Effects of chronic dietary nitrate supplementation on longevity, vascular function and cancer incidence in rats


Rationale: Dietary nitrate and nitrite have a notoriously bad reputation because of their proposed association with disease, in particular cancer. However, more recent lines of research have challenged this dogma suggesting that intake of these anions also possess beneficial effects after in vivo conversion to the vital signaling molecule nitric oxide. Such effects include improvement in cardiovascular, renal and metabolic function, which is partly mediated via reduction of oxidative stress. A recent study even indicates that low dose of dietary nitrite extends life span in fruit flies.

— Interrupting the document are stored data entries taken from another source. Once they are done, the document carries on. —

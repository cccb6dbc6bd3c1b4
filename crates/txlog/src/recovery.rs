//! Post-crash reconciliation over a transaction log.
//!
//! Walks the raw `(key, record)` entries of a log and pairs each `PRECOMMIT`
//! record with its trailer. Transactions that show a `PRECOMMIT` but no
//! terminal status were interrupted mid-flush and need replay or repair;
//! `FAILURE` trailers carry the per-backend outcome needed to decide which.

use quiver_codec::DecodeError;

use crate::record::{FailureInfo, LogStatus, TxLogHeader};

/// The reconciled view of one transaction's log entries.
#[derive(Debug, Clone, PartialEq, Eq)]
pub struct TxSummary {
    pub tx_id: u64,
    pub commit_time: i64,
    /// Whether a `PRECOMMIT` record was seen (the data flush had started).
    pub precommitted: bool,
    /// The terminal status, if any trailer was written.
    pub final_status: Option<LogStatus>,
    /// Failure details from a `FAILURE` trailer.
    pub failure: Option<FailureInfo>,
}

impl TxSummary {
    /// A transaction that started flushing but never closed its record.
    pub fn is_dangling(&self) -> bool {
        self.precommitted && self.final_status.is_none()
    }
}

/// Scan raw log records in append order and summarize per transaction.
///
/// Records are decoded header-first; payload bytes that follow a header are
/// opaque here and skipped. Entries for the schema sub-transaction
/// (`*_SYSTEM` statuses) do not produce summaries of their own but are
/// reflected in the owning transaction's summary ordering.
pub fn summarize<'a>(records: impl IntoIterator<Item = &'a [u8]>) -> Result<Vec<TxSummary>, DecodeError> {
    let mut summaries: Vec<TxSummary> = Vec::new();
    for mut record in records {
        let header = TxLogHeader::decode(&mut record)?;
        let summary = match summaries.iter_mut().find(|s| s.tx_id == header.tx_id) {
            Some(summary) => summary,
            None => {
                summaries.push(TxSummary {
                    tx_id: header.tx_id,
                    commit_time: header.commit_time,
                    precommitted: false,
                    final_status: None,
                    failure: None,
                });
                summaries.last_mut().expect("just pushed")
            }
        };
        match header.status {
            LogStatus::Precommit => summary.precommitted = true,
            LogStatus::PreflushSystem => {}
            LogStatus::SuccessSystem | LogStatus::FailureSystem => {
                // The schema sub-transaction closed; data flush outcome still pending.
            }
            status @ (LogStatus::Success | LogStatus::Failure) => {
                summary.final_status = Some(status);
                if status == LogStatus::Failure {
                    summary.failure = Some(FailureInfo::decode(&mut record)?);
                }
            }
        }
    }
    Ok(summaries)
}

#[cfg(test)]
mod tests {
    use super::*;
    use crate::record::TxLogTrailer;
    use pretty_assertions::assert_eq;

    fn header_bytes(tx_id: u64, status: LogStatus) -> Vec<u8> {
        let mut buf = Vec::new();
        TxLogHeader {
            tx_id,
            commit_time: 100,
            status,
            config: None,
        }
        .encode(&mut buf);
        buf
    }

    #[test]
    fn pairs_precommit_with_trailer() {
        let mut precommit = header_bytes(8, LogStatus::Precommit);
        precommit.extend_from_slice(b"opaque payload");
        let trailer = header_bytes(8, LogStatus::Success);

        let summaries = summarize([precommit.as_slice(), trailer.as_slice()]).unwrap();
        assert_eq!(summaries.len(), 1);
        assert_eq!(summaries[0].final_status, Some(LogStatus::Success));
        assert!(!summaries[0].is_dangling());
    }

    #[test]
    fn dangling_precommit_is_detected() {
        let precommit = header_bytes(9, LogStatus::Precommit);
        let summaries = summarize([precommit.as_slice()]).unwrap();
        assert!(summaries[0].is_dangling());
    }

    #[test]
    fn failure_trailer_details_surface() {
        let precommit = header_bytes(3, LogStatus::Precommit);
        let mut trailer = Vec::new();
        TxLogTrailer::failure(
            3,
            100,
            FailureInfo {
                storage_success: true,
                trigger_success: false,
                failed_indexes: vec!["idx_text".into()],
            },
        )
        .encode(&mut trailer);

        let summaries = summarize([precommit.as_slice(), trailer.as_slice()]).unwrap();
        let failure = summaries[0].failure.as_ref().unwrap();
        assert!(failure.storage_success);
        assert_eq!(failure.failed_indexes, ["idx_text"]);
    }

    #[test]
    fn schema_records_do_not_close_the_tx() {
        let entries = [
            header_bytes(4, LogStatus::PreflushSystem),
            header_bytes(4, LogStatus::SuccessSystem),
            header_bytes(4, LogStatus::Precommit),
        ];
        let summaries = summarize(entries.iter().map(|e| e.as_slice())).unwrap();
        assert_eq!(summaries.len(), 1);
        assert!(summaries[0].is_dangling());
    }
}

Methods: In this study, 200 middle-aged Wistar rats of both sexes were supplemented with nitrate or placebo in the drinking water throughout their remaining life and we studied longevity, biochemical markers of disease, vascular reactivity along with careful determination of the cause of death. Results: Dietary nitrate did not affect life span or the age-dependent changes in markers of oxidative stress, kidney and liver function, or lipid profile. Ex vivo examination of vascular function, however, showed improvements in endothelial function in rats treated with nitrate. Neoplasms were not more common in the nitrate group. Conclusion: We conclude that chronic treatment with dietary nitrate does not affect life span in rats nor does it increase the incidence of cancer. In contrast, vascular function was improved by nitrate, possibly suggesting an increase in health span.



Aging, Cancer, Cardiovascular, Health span, Inorganic nitrate, Long-term supplementation, Nitric oxide, Nitrite

Como citar

Redox Biology, v. 48.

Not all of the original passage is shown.